Ken and I sometimes present 1913 Massacre as a film about “mining’s toxic legacy.” Over the past week or so, that phrase has started to take on new meaning.
On Wednesday, August 4th, an EPA crew working with heavy digging machinery to install a drain in the abandoned and flooded Gold King Mine breached a debris dam and triggered the release of over three million gallons of toxic orange sulfide mining sludge into Cement Creek, which joins the Animas River at Silverton, Colorado. The Animas flows for about a hundred miles, through the San Juan National Forest and the town of Durango, to meet the San Juan River, a tributary of the Colorado River, in Farmington, New Mexico. Before the weekend, Farmington’s waters had turned orange. At the start of this week, the toxic plume of arsenic, lead, copper, cadmium and aluminum had reached Utah.
The Gold King is still draining, at an alarming rate of well over 500 gallons per minute. EPA crews have been working to construct settling ponds where the mine wastewater can be treated before it flows into Cement Creek; but the agency has otherwise stumbled in its efforts to handle the crisis and keep the public fully informed. EPA Region 8 officials were slow to acknowledge the magnitude of the Animas River disaster and they’ve appeared reluctant to share water quality data and issue appropriate advisories. That has invited some well-deserved criticism as well as some political grandstanding, with politicians from Colorado to New Mexico and Arizona lambasting the agency, urging that EPA hold itself to the same level of accountability as it would hold any private entity responsible for such a spill, and demanding compensation for damages. Colorado State Senator Ellen Roberts dubbed the Animas “the EPA Love Canal.”
Of course, there is much more to the story. The abandoned mines around Silverton — the Gold King, the Red and Bonita, and the American Tunnel — have been releasing hundreds of gallons of toxic wastewater every minute, every day, for nearly a decade. The Sunnyside Gold Corporation stopped treating the water in Cement Creek in 2003. The EPA was trying to remedy the problem; but the EPA and legal provisions in the Clean Water Act also stymied earlier efforts of good samaritan groups like the Animas River Stakeholders Group.
In truth, the Gold King catastrophe looks less like the result of a sudden breach and more like a slow-motion disaster that has been unfolding for decades, in Silverton and throughout the American West. Towns that historically depended on mining for their livelihood, or still hope for mining’s return, as Silverton did as late as 2013, tend to forgive, or turn a blind eye, to what one 2013 Durango Herald article calls “gross environmental malfeasance.” The problem is much more widespread than most people could ever have imagined: according to the federal government, “40 percent of the headwaters of Western waterways have been contaminated from mine runoff.”

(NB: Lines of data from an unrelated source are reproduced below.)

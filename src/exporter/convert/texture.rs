use serde_json::{
  json,
  Value,
};

use crate::error::HalaGltfError;
use crate::scene::HalaTexture;
use super::super::resolver::HalaEntityKind;
use super::super::HalaExportState;
use super::apply_extras;

/// Export a texture, sharing one sampler record per distinct
/// wrap/filter combination.
/// param state: The export state.
/// param texture: The texture.
/// return: The texture record.
pub fn export_texture(
  state: &mut HalaExportState,
  texture: &HalaTexture,
) -> Result<Value, HalaGltfError> {
  log::debug!("Exporting texture \"{}\".", texture.name);

  let key = (
    texture.wrap_s.to_u32(),
    texture.wrap_t.to_u32(),
    texture.mag_filter.to_u32(),
    texture.min_filter.to_u32(),
  );
  let sampler = match state.samplers.get(&key) {
    Some(index) => *index,
    None => {
      let index = state.document.samplers.len() as u32;
      state.document.samplers.push(json!({
        "magFilter": key.2,
        "minFilter": key.3,
        "wrapS": key.0,
        "wrapT": key.1,
      }));
      state.samplers.insert(key, index);
      index
    },
  };

  let source = state.require(HalaEntityKind::Image, texture.image_index, &texture.name)?;
  let mut record = json!({
    "name": texture.name,
    "sampler": sampler,
    "source": source,
  });
  apply_extras(&mut record, &texture.extras);

  Ok(record)
}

Like it or not, this is our industrial heritage. We have a responsibility to deal with the toxic legacy of mining’s past. At the same time we ought to remember that mining, and especially non-ferrous or sulfide mining, still poses a serious threat to American waters. Sure, mining and water treatment technologies have improved. But “treating water,” as the EPA’s Steve Way put it in 2014, “is a forever decision”; and neither industry nor government demonstrate unwavering commitment to that decision. So we have yet to clean up the mess left by mining companies that operated in the last century; and we continue to permit risky mining operations that will contaminate groundwaters and are likely to kill rivers, decimate wetlands, and pollute our waters.
As people in the Lake Superior region — where our film is set, and which in recent years has witnessed a new run of exploration, leasing and mining activity — watched the Animas disaster unfold, many expressed the same thought: “imagine this coming down the St. Louis River.” “We can’t let this happen to the Boundary Waters.” In the Upper Peninsula, where Lundin Mining is now making a bid to expand sulfide mining operations to the headwaters of the Yellow Dog River, people are worried that today’s mining will irreparably damage waterways that managed to escape, or have just begun to recover from, yesterday’s destruction.
The Animas River disaster serves as a stark reminder of how extensive the damage already is, and how much we still have to lose.
This unexpected but predictable release of graphic orange acid mine drainage is a reminder that we have a legacy of unregulated water contamination waiting for us to clean up. As this water flows over 100 miles downstream into other states it leaves polluted sediments in its path. It continues to add 500-700 gallons a minute from the source which amounts to about a million gallons more per day. This is a national problem, and taxpayers will have to pay for it. The stockholders of original mines are nowhere to be found to sue for costs. Who is going to step up and protect the people and others who depend on this ecosystem?